### TASK
Across the listing below, how many lines contain "Some"? Answer with the number and nothing else.

---+---

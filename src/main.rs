use apiproxy::apicache::ApiClient;
use apiproxy::cache::{spawn_sweeper, Cacher, SqliteCache};
use apiproxy::config::{self, Config};
use apiproxy::gateway::{build_router, GatewayState, Registry, WorkerPool, WorkerPoolConfig};
use apiproxy::{AppError, AppResult};
use clap::{Parser, Subcommand};
use std::path::{Path, PathBuf};
use std::sync::Arc;
use std::time::Duration;
use tracing_subscriber::EnvFilter;

const SWEEP_INTERVAL: Duration = Duration::from_secs(30 * 60);
const DEFAULT_CONFIG_TEMPLATE: &str = "apiproxy.toml.default";

#[derive(Parser)]
#[command(
    name = "apiproxy",
    version,
    about = "Caching, rate-limiting reverse proxy for XML API upstreams"
)]
struct Cli {
    /// Path to the configuration file.
    #[arg(long, default_value = "apiproxy.toml")]
    config: PathBuf,

    /// Enable verbose logging.
    #[arg(long)]
    debug: bool,

    /// Clear the persisted cache at startup instead of reloading it.
    #[arg(long)]
    fast_start: bool,

    #[command(subcommand)]
    command: Option<Command>,
}

#[derive(Subcommand)]
enum Command {
    /// Write a default configuration file and exit.
    Create,
}

fn main() -> AppResult<()> {
    let cli = Cli::parse();

    if matches!(cli.command, Some(Command::Create)) {
        config::write_default(Path::new(DEFAULT_CONFIG_TEMPLATE))?;
        println!("created {DEFAULT_CONFIG_TEMPLATE}");
        return Ok(());
    }

    let mut cfg = if cli.config.exists() {
        config::load(&cli.config)?
    } else {
        eprintln!(
            "config file {} not found, using defaults",
            cli.config.display()
        );
        Config::default()
    };
    if cli.debug {
        cfg.logging.debug = true;
    }
    if cli.fast_start {
        cfg.fast_start = true;
    }

    init_tracing(&cfg)?;

    let mut builder = tokio::runtime::Builder::new_multi_thread();
    if cfg.threads > 0 {
        builder.worker_threads(cfg.threads);
    }
    let runtime = builder
        .enable_all()
        .build()
        .map_err(|e| AppError::new("RUNTIME_INIT", e.to_string()))?;
    runtime.block_on(run(cfg))
}

fn init_tracing(cfg: &Config) -> AppResult<()> {
    let default_level = if cfg.logging.debug { "debug" } else { "info" };
    let filter =
        EnvFilter::try_from_default_env().unwrap_or_else(|_| EnvFilter::new(default_level));

    match cfg.logging.log_file.as_deref() {
        Some(path) if !path.trim().is_empty() => {
            let file = std::fs::OpenOptions::new()
                .create(true)
                .append(true)
                .open(path)
                .map_err(|e| AppError::new("LOG_FILE_OPEN", format!("{path}: {e}")))?;
            tracing_subscriber::fmt()
                .with_env_filter(filter)
                .with_writer(std::sync::Mutex::new(file))
                .with_ansi(false)
                .init();
        }
        _ => {
            tracing_subscriber::fmt().with_env_filter(filter).init();
        }
    }
    Ok(())
}

async fn run(cfg: Config) -> AppResult<()> {
    tracing::info!(
        version = env!("CARGO_PKG_VERSION"),
        workers = cfg.workers,
        "apiproxy starting up"
    );

    tracing::info!("initializing cache at {}", cfg.cache_path.display());
    let cache: Arc<dyn Cacher> = Arc::new(SqliteCache::open(&cfg.cache_path)?);
    if cfg.fast_start {
        let cleared = cache.purge_all()?;
        tracing::info!(cleared, "cleared existing cache");
    } else {
        let swept = cache.purge_expired()?;
        let stats = cache.stats()?;
        tracing::info!(entries = stats.entries, swept, "cache loaded");
    }
    let _sweeper = spawn_sweeper(cache.clone(), SWEEP_INTERVAL);

    let client = Arc::new(ApiClient::new(
        &cfg.base_url,
        &cfg.user_agent,
        Duration::from_secs(cfg.api_timeout_secs),
        cfg.retries,
        cache.clone(),
    )?);

    let pool = Arc::new(WorkerPool::start(
        client.clone(),
        WorkerPoolConfig {
            workers: cfg.workers,
            requests_per_second: cfg.requests_per_second,
            max_errors: cfg.max_errors,
            error_period: Duration::from_secs(cfg.error_period_secs),
        },
    ));

    let mut registry = Registry::with_defaults();
    registry.extend(&cfg.extra_pages);
    tracing::info!(pages = registry.len(), "handler registry ready");

    let state = GatewayState {
        client,
        pool: pool.clone(),
        registry: Arc::new(registry),
        cache,
        retries: cfg.retries,
        log_requests: cfg.logging.log_requests,
        censor_log: cfg.logging.censor_log,
    };

    let listener = std::net::TcpListener::bind(&cfg.listen)
        .map_err(|e| AppError::new("BIND_FAILED", format!("{}: {e}", cfg.listen)))?;
    listener.set_nonblocking(true)?;
    let listener = tokio::net::TcpListener::from_std(listener)?;
    tracing::info!(listen = %cfg.listen, "listening");

    axum::serve(listener, build_router(state))
        .with_graceful_shutdown(async {
            let _ = tokio::signal::ctrl_c().await;
        })
        .await?;

    tracing::info!("shutting down");
    pool.close().await;
    Ok(())
}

---+---

### ANSWER BOX
2